Introducing the Lagrange multiplier $\lambda$, define $$ L(w)= w^T C w -2 \lambda (w^T 1-1). $$ Then we find the partial derivatives $$ \frac{\partial L}{\partial \lambda}= w^T 1 - 1 \\ \frac{\partial L}{\partial w} = 2 C w - 2 \lambda 1 $$ Setting this equal to zero, and solving assuming $C$ is positive definite (so invertible) we find $$w = \lambda C^{-1} 1. $$To find $\lambda$ start with $w^T = \lambda 1^T C^{-1}$ and postmultiply with vector $1$ gives $\lambda=\frac1{1^T C^{-1} 1}$ so finally $$ w = \frac{C^{-1}1}{1^T C^{-1} 1}. $$ If $C$ is only positive-semidefinite (so inverse do not exist) then the variance is minimized (and equal to zero) by any $w$ in the nullspace of $C$. Let us look at this in the case of two measurements of the same real-world quantity $X$. If the covariance matrix (of measurement errors) have nullspace with dimension 1, this means that the two error terms are linearly dependent, a highly impractical case. But then we have the model $$ y_1 = X+\epsilon \\ y_2=X+c\epsilon $$ for some error variable $\epsilon$ with expectation zero and variance $\sigma^2$. This means that with probability 1 the error term $\epsilon_1, \epsilon_2$ belongs to the linear subspace $\{ (x_1, x_2)\in \mathbb{R}^2 \colon x_2=c x_1\}$. The orthogonal complement of this space (which is the nullspace of $C$) is $\{(w_1, w_2)\in\mathbb{R}^2 \colon w_2=-w_1/c\}$, and this subspace then contains optimal weights$^\dagger$. Then we can calculate that $$ (y_1, y_2)^T w = (X+\epsilon) w_1 + (X+c\epsilon)w_2 = X(w_1+w_2)+(\epsilon w_1 + c \epsilon w_2) =X(w_1+w_2)+\epsilon(w_1-c w_1/c) = X$$ when we in the last step has used that $w_1+w_2=1$. So the negative weights in this case makes it possible to filter the error term completely, to leave an estimate without error!

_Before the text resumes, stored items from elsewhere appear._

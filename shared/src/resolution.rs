//! Raw material resolution for receipt lines
//!
//! A receipt line can name its raw material in several ways. The keys are
//! tried in a fixed order: explicit id, name, SKU, and finally the purchase
//! order detail behind the invoice item.

use serde::{Deserialize, Serialize};
use uuid::Uuid;

/// One way of identifying a raw material
#[derive(Debug, Clone, PartialEq, Eq, Serialize, Deserialize)]
#[serde(tag = "by", content = "value", rename_all = "snake_case")]
pub enum LookupKey {
    Id(Uuid),
    Name(String),
    Sku(String),
    /// Invoice item → purchase order detail → raw material
    InvoiceItem(Uuid),
}

/// Raw material row as seen by the resolver
#[derive(Debug, Clone, PartialEq, Eq, Serialize, Deserialize)]
pub struct RawMaterialCandidate {
    pub id: Uuid,
    pub name: String,
    pub sku: Option<String>,
    /// Invoice item whose order detail points at this raw material
    pub via_invoice_item: Option<Uuid>,
}

/// Optional identifying hints carried by a receipt line
#[derive(Debug, Clone, Default, PartialEq, Eq)]
pub struct RawMaterialHints<'a> {
    pub raw_material_id: Option<Uuid>,
    pub name: Option<&'a str>,
    pub sku: Option<&'a str>,
}

/// Build the ordered lookup plan for a receipt line. Blank names and SKUs are
/// skipped; the invoice item join is always the last resort.
pub fn lookup_plan(hints: &RawMaterialHints<'_>, invoice_item_id: Uuid) -> Vec<LookupKey> {
    let mut plan = Vec::with_capacity(4);

    if let Some(id) = hints.raw_material_id {
        plan.push(LookupKey::Id(id));
    }
    if let Some(name) = hints.name.map(str::trim).filter(|n| !n.is_empty()) {
        plan.push(LookupKey::Name(name.to_string()));
    }
    if let Some(sku) = hints.sku.map(str::trim).filter(|s| !s.is_empty()) {
        plan.push(LookupKey::Sku(sku.to_string()));
    }
    plan.push(LookupKey::InvoiceItem(invoice_item_id));

    plan
}

impl LookupKey {
    /// Whether `candidate` satisfies this key
    pub fn matches(&self, candidate: &RawMaterialCandidate) -> bool {
        match self {
            LookupKey::Id(id) => candidate.id == *id,
            LookupKey::Name(name) => {
                candidate.name.trim().to_lowercase() == name.trim().to_lowercase()
            }
            LookupKey::Sku(sku) => candidate.sku.as_deref() == Some(sku.as_str()),
            LookupKey::InvoiceItem(item_id) => candidate.via_invoice_item == Some(*item_id),
        }
    }
}

/// Pick the raw material for the first key in `plan` that matches any
/// candidate. Within a key, the first matching candidate wins.
pub fn resolve_raw_material(plan: &[LookupKey], candidates: &[RawMaterialCandidate]) -> Option<Uuid> {
    plan.iter().find_map(|key| {
        candidates
            .iter()
            .find(|candidate| key.matches(candidate))
            .map(|candidate| candidate.id)
    })
}

#[cfg(test)]
mod tests {
    use super::*;

    fn candidate(name: &str, sku: Option<&str>, via: Option<Uuid>) -> RawMaterialCandidate {
        RawMaterialCandidate {
            id: Uuid::new_v4(),
            name: name.to_string(),
            sku: sku.map(str::to_string),
            via_invoice_item: via,
        }
    }

    #[test]
    fn test_plan_order() {
        let id = Uuid::new_v4();
        let item = Uuid::new_v4();
        let hints = RawMaterialHints {
            raw_material_id: Some(id),
            name: Some(" Flour "),
            sku: Some("FL-01"),
        };
        assert_eq!(
            lookup_plan(&hints, item),
            vec![
                LookupKey::Id(id),
                LookupKey::Name("Flour".to_string()),
                LookupKey::Sku("FL-01".to_string()),
                LookupKey::InvoiceItem(item),
            ]
        );
    }

    #[test]
    fn test_plan_skips_blank_hints() {
        let item = Uuid::new_v4();
        let hints = RawMaterialHints {
            raw_material_id: None,
            name: Some("   "),
            sku: None,
        };
        assert_eq!(lookup_plan(&hints, item), vec![LookupKey::InvoiceItem(item)]);
    }

    #[test]
    fn test_id_beats_later_keys() {
        let item = Uuid::new_v4();
        let by_join = candidate("Sugar", None, Some(item));
        let by_id = candidate("Salt", None, None);
        let plan = lookup_plan(
            &RawMaterialHints {
                raw_material_id: Some(by_id.id),
                ..Default::default()
            },
            item,
        );
        let resolved = resolve_raw_material(&plan, &[by_join, by_id.clone()]);
        assert_eq!(resolved, Some(by_id.id));
    }

    #[test]
    fn test_name_match_is_case_insensitive() {
        let item = Uuid::new_v4();
        let flour = candidate("Wheat Flour", Some("WF"), None);
        let plan = lookup_plan(
            &RawMaterialHints {
                name: Some("wheat flour"),
                ..Default::default()
            },
            item,
        );
        assert_eq!(resolve_raw_material(&plan, &[flour.clone()]), Some(flour.id));
    }

    #[test]
    fn test_falls_back_to_invoice_join() {
        let item = Uuid::new_v4();
        let joined = candidate("Milk", Some("MK"), Some(item));
        let plan = lookup_plan(
            &RawMaterialHints {
                name: Some("Cream"),
                sku: Some("CR"),
                ..Default::default()
            },
            item,
        );
        assert_eq!(resolve_raw_material(&plan, &[joined.clone()]), Some(joined.id));
    }

    #[test]
    fn test_unresolved_returns_none() {
        let plan = lookup_plan(&RawMaterialHints::default(), Uuid::new_v4());
        assert_eq!(resolve_raw_material(&plan, &[candidate("Oil", None, None)]), None);
    }
}
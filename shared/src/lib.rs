//! Shared types and models for the Stock Ledger platform
//!
//! This crate contains the request schemas, the pure stock arithmetic and the
//! validation rules shared between the backend and the WASM bindings.

pub mod ledger;
pub mod models;
pub mod resolution;
pub mod types;
pub mod validation;

pub use ledger::*;
pub use models::*;
pub use resolution::*;
pub use types::*;
pub use validation::*;
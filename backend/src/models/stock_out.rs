//! Stock-out ledger rows

use chrono::{DateTime, NaiveDate, Utc};
use rust_decimal::Decimal;
use serde::Serialize;
use sqlx::FromRow;
use uuid::Uuid;

/// One shipped finished good line
#[derive(Debug, Clone, Serialize, FromRow)]
pub struct StockOut {
    pub id: Uuid,
    pub outlet_id: Uuid,
    pub finished_good_id: Uuid,
    pub quantity_out: Decimal,
    /// Groups the lines of one physical event
    pub stock_out_number: String,
    pub transaction_date: NaiveDate,
    pub proof_images: Vec<String>,
    pub notes: Option<String>,
    pub created_by: Option<Uuid>,
    pub created_at: DateTime<Utc>,
}

#[derive(Debug, Clone)]
pub struct NewStockOut {
    pub outlet_id: Uuid,
    pub finished_good_id: Uuid,
    pub quantity_out: Decimal,
    pub stock_out_number: String,
    pub transaction_date: NaiveDate,
    pub proof_images: Vec<String>,
    pub notes: Option<String>,
    pub created_by: Uuid,
}
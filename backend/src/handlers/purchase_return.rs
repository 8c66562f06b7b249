//! HTTP handlers for purchase return endpoints

use axum::{
    extract::{rejection::JsonRejection, Path, State},
    http::StatusCode,
    Json,
};
use uuid::Uuid;

use crate::error::AppResult;
use crate::middleware::CurrentUser;
use crate::models::{CreatePurchaseReturnInput, DeletePurchaseReturnInput, PurchaseReturnWithDetails};
use crate::services::purchase_return::{DeletedPurchaseReturn, PurchaseReturnReceipt};
use crate::services::PurchaseReturnService;
use crate::store::LedgerStore;
use crate::AppState;

/// Return raw materials to the supplier
pub async fn create_purchase_return<S: LedgerStore>(
    State(state): State<AppState<S>>,
    current_user: CurrentUser,
    payload: Result<Json<CreatePurchaseReturnInput>, JsonRejection>,
) -> AppResult<(StatusCode, Json<PurchaseReturnReceipt>)> {
    let Json(input) = payload?;
    let service = PurchaseReturnService::new(state.store);
    let receipt = service
        .create(current_user.0.business_id, current_user.0.user_id, input)
        .await?;
    Ok((StatusCode::CREATED, Json(receipt)))
}

/// Get a purchase return with its details
pub async fn get_purchase_return<S: LedgerStore>(
    State(state): State<AppState<S>>,
    current_user: CurrentUser,
    Path(id): Path<Uuid>,
) -> AppResult<Json<PurchaseReturnWithDetails>> {
    let service = PurchaseReturnService::new(state.store);
    let purchase_return = service.get(current_user.0.business_id, id).await?;
    Ok(Json(purchase_return))
}

/// Delete a purchase return, id in the body
pub async fn delete_purchase_return<S: LedgerStore>(
    State(state): State<AppState<S>>,
    current_user: CurrentUser,
    payload: Result<Json<DeletePurchaseReturnInput>, JsonRejection>,
) -> AppResult<Json<DeletedPurchaseReturn>> {
    let Json(input) = payload?;
    let service = PurchaseReturnService::new(state.store);
    let deleted = service.delete(current_user.0.business_id, input.id).await?;
    Ok(Json(deleted))
}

But negative weight do not occur only in this unnatural case. By a continuity argument, if the correlation is sufficiently close to 1, we could expect something similar to occur even if $C$ has complete range, so is positive definite. Continuing the above case with $n=2$, write $C$ in general form as $$ C=\begin{pmatrix} \sigma_1^2 & \rho \sigma_1 \sigma_2 \\ \rho\sigma_1\sigma_2 & \sigma_2^2\end{pmatrix} $$ Then we can find the inverse as $$ C^{-1}=\frac1{(1-\rho^2)\sigma_1\sigma_2}\begin{pmatrix} \frac{\sigma_2}{\sigma_1} & -\rho \\ -\rho & \frac{\sigma_1}{\sigma_2}\end{pmatrix} $$ and then we can find the weights are proportional to $$ (w_1,w_2) \propto \frac1{(1-\rho^2) \sigma_1 \sigma_2} \left(\frac{\sigma_2}{\sigma_1}-\rho, -\rho+\frac{\sigma_1}{\sigma_2}\right) $$ Now, if $\sigma_1=\sigma_2$, the weights are equal and positive, but when these are different, for some correlations sufficiently close to 1, one of the weights is negative. For instance, if $\sigma_1 < \sigma_2$, then we get $w_2<0$. So the weight of the least precise measurement is negative. The intuitive explanation is that for correlation $\rho$ sufficiently close to 1, both error terms will with high probability have the same sign, so it makes sense that one of the weights should be negative.

$^\dagger$ Note that in this argument we have really assumed that $c>0$ (and if $c=1$ the argument will need modification). If $c<0$ much the same will be true, but we must replace "correlation close to 1" with "correlation close to $-1$".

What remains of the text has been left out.